Потом, как и следовало ожидать, алжирцы выставили французов, вышвырнули евреев. И еврейскому папашке Ластгартену пришлось выметаться. В отцовство он вкладывал всю страсть души. Он обожал своих детей. Платон такого рода чадолюбие считал низшей формой творчества.

Так-то оно так, думал Мосби под воздействием мескаля, и тем не менее мое рождение можно считать результатом взаимодействия друг с другом членов комитета в составе двух человек.

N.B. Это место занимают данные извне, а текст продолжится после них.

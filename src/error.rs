use thiserror::Error;

/// Error type for every action dispatch
/// Implements Clone for sending through reply channels
#[derive(Debug, Clone, PartialEq, Eq, Error)]
pub enum Error
{   /// Request parameters rejected before any network call
    #[error("Validation error: {0}")]
    Validation(String)
  , /// API returned a non-success status
    #[error("HTTP error {status}: {body}")]
    Http
    {   status: u16
      , body: String
    }
  , /// No response received (connect, timeout, DNS, TLS)
    #[error("Transport error: {0}")]
    Transport(String)
  , /// Failed to parse API response
    #[error("Parse error: {0}")]
    Parse(String)
  , /// File attached to a multipart action could not be read
    #[error("File error: {0}")]
    File(String)
  , /// API key is missing
    #[error("Missing API key: {0}")]
    MissingApiKey(String)
  , /// Invalid configuration
    #[error("Invalid configuration: {0}")]
    InvalidConfiguration(String)
  , /// Client task is no longer running
    #[error("Client disconnected")]
    Disconnected
}

impl Error
{   /// HTTP status carried by the error, if any
    pub fn status(&self) -> Option<u16>
    {   match self
        {   Error::Http { status, .. } => Some(*status)
          , _ => None
        }
    }
}
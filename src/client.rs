use std::sync::Arc;
use tokio::sync::mpsc;
use log::{debug, error, info};

use crate::action::{Action, Operation};
use crate::config::ClientConfig;
use crate::error::Error;
use crate::providers::OpenAiState;
use crate::response::ModelList;
use crate::{ClientFoot, ClientHand, ReplyReceiver};

/// Public API for the dispatch client - owns the task
#[derive(Debug)]
pub struct OpenAiClient
{   hand: ClientHand
  , _task_handle: tokio::task::JoinHandle<()>
}

impl OpenAiClient
{   /// Create and spawn a new dispatch client
    /// Returns immediately - spawns background task
    pub fn new(config: ClientConfig) -> Result<Self, Error>
    {   debug!("Creating OpenAiClient with task ownership");
        if config.api_key.trim().is_empty()
        {   error!("Empty API key");
            return Err(Error::MissingApiKey("api_key".to_string()));
        }
        let state = Arc::new(OpenAiState::new(config)?);

        let (dispatch_tx, dispatch_rx)
          = mpsc::unbounded_channel();
        let (list_models_tx, list_models_rx)
          = mpsc::unbounded_channel();
        let (shutdown_tx, shutdown_rx)
          = mpsc::unbounded_channel();

        let hand = ClientHand
        {   dispatch_tx
          , list_models_tx
          , shutdown_tx
        };

        let foot = ClientFoot
        {   dispatch_rx
          , list_models_rx
          , shutdown_rx
        };

        let _task_handle = tokio::spawn(async move {
          run_client_loop(foot, state).await
        });

        Ok(OpenAiClient
        {   hand
          , _task_handle
        })
    }

    /// Dispatch an action - returns almost immediately.
    /// The result arrives on the action's own reply channel.
    /// Validation failures are returned here and no reply is sent.
    pub fn dispatch(&self, action: Action) -> Result<(), Error>
    {   debug!("dispatch queuing {}", action.name());
        if let Err(e) = action.validate()
        {   error!("{} rejected: {}", action.name(), e);
            return Err(e);
        }

        self.hand.dispatch_tx
          .send(action)
          .map_err(|_| {
            error!("Client channel closed");
            Error::Disconnected
          })
    }

    /// Build the reply channel for `operation` and dispatch it
    pub fn submit<O>(
      &self
    , operation: O
    ) -> Result<ReplyReceiver<O::Output>, Error>
    where
      O: Operation
    {   let (reply_tx, reply_rx)
          = mpsc::unbounded_channel();
        self.dispatch(operation.into_action(reply_tx))?;
        Ok(reply_rx)
    }

    /// List available models - returns almost immediately
    pub fn list_models(&self)
      -> Result<ReplyReceiver<ModelList>, Error>
    {   debug!("list_models queuing command");
        let (reply_tx, reply_rx)
          = mpsc::unbounded_channel();

        self.hand.list_models_tx
          .send(crate::ListModelsArgs { reply: reply_tx })
          .map_err(|_| {
            error!("Client channel closed");
            Error::Disconnected
          })?;

        Ok(reply_rx)
    }

    /// Stop accepting actions; calls already in flight still complete
    pub async fn shutdown(self)
      -> Result<(), Error>
    {   debug!("Shutting down OpenAiClient");
        let (reply_tx, mut reply_rx)
          = mpsc::unbounded_channel();

        self.hand.shutdown_tx
          .send(crate::ShutdownArgs { reply: reply_tx })
          .map_err(|_| {
            error!("Client channel already closed");
            Error::Disconnected
          })?;

        // Wait for shutdown confirmation
        match reply_rx.recv().await
        {   Some(result) => {
              debug!("Client shutdown confirmed");
              result
            }
          , None => {
              error!("Client loop exited without confirming shutdown");
              Err(Error::Disconnected)
            }
        }
    }
}

/// Main client event loop
///
/// tokio::select! is ONLY for fast queueing.
/// Each arm spawns the HTTP work onto its own task and returns,
/// so outstanding calls are never serialized behind each other.
async fn run_client_loop(
  foot: ClientFoot
, state: Arc<OpenAiState>
)
{   debug!("Starting OpenAiClient event loop");
    let ClientFoot
    {   mut dispatch_rx
      , mut list_models_rx
      , mut shutdown_rx
    } = foot;

    loop
    { tokio::select!
      { Some(action) = dispatch_rx.recv() => {
          debug!("Received {}", action.name());
          let state = state.clone();
          tokio::spawn(async move {
            state.execute(action).await
          });
        }
      , Some(cmd) = list_models_rx.recv() => {
          debug!("Received ListModels");
          let state = state.clone();
          tokio::spawn(async move {
            let result = state.handle_list_models().await;
            let _ = cmd.reply.send(result);
          });
        }
      , Some(cmd) = shutdown_rx.recv() => {
          // Actions accepted before shutdown still get their reply
          while let Ok(action) = dispatch_rx.try_recv()
          {   let state = state.clone();
              tokio::spawn(async move {
                state.execute(action).await
              });
          }
          let _ = cmd.reply.send(Ok(()));
          info!("OpenAiClient shutting down");
          break;
        }
      , else => {
          debug!("All command channels closed");
          break;
        }
      }
    }
}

Обособясь от всего, он, хоть и отдавал отчет себе в том, что машина пришла, лоснящийся экипаж готов отвезти его в Митлу, не преминул, созерцая полуденные горы, записать вот что:

Покуда он не вырос,

Его нянчили,

Песенки пели, дули на кашу, тетешкали,

Раздевали,

Уносили, сонного, в спальню,

Ему вспоминается на берегу пруда

Солидный пупок отца,

Его соски выглядывают из мохнатой поросли,

точно глаза собаки,

Материнские ляжки оплели, точно лианы,

синие вены.

А когда они ушли на покой — вечный покой,

Он стал самостоятельным

И кое-чего — хоть и не слишком многого — добился,

И тем не менее он сидит себе в Мексике,

Покуривает и глядит на темные горы,

Чьи тучные ущелья

Скатываются

По черепам череды поколений.

В машине с ним ехали две валлийки. Одна совсем дряхлая, сухопарая. Этакий Веллингтон[94] путешествующих дам. Было в ней что-то и от С. Обри Смита[95], актера, неизменно командовавшего полками гуркхских стрелков в фильмах об Индии. Крупный нос, волевой подбородок, сложенная гармошкой губа, внушительные усы. Вторая была помоложе. У нее намечался второй подбородок, но щеки круглились, а в темных глазах искрилась насмешка. Обе — дамы что надо. Достойные — точнее не скажешь. Типичные англичанки. Как многие американцы, Мосби был не прочь походить на англичан. Да, валлийские дамы пришлись ему по душе. А вот гид не понравился. Много о себе понимает. С пухлыми кирпичного цвета щеками. И машину он гнал слишком быстро.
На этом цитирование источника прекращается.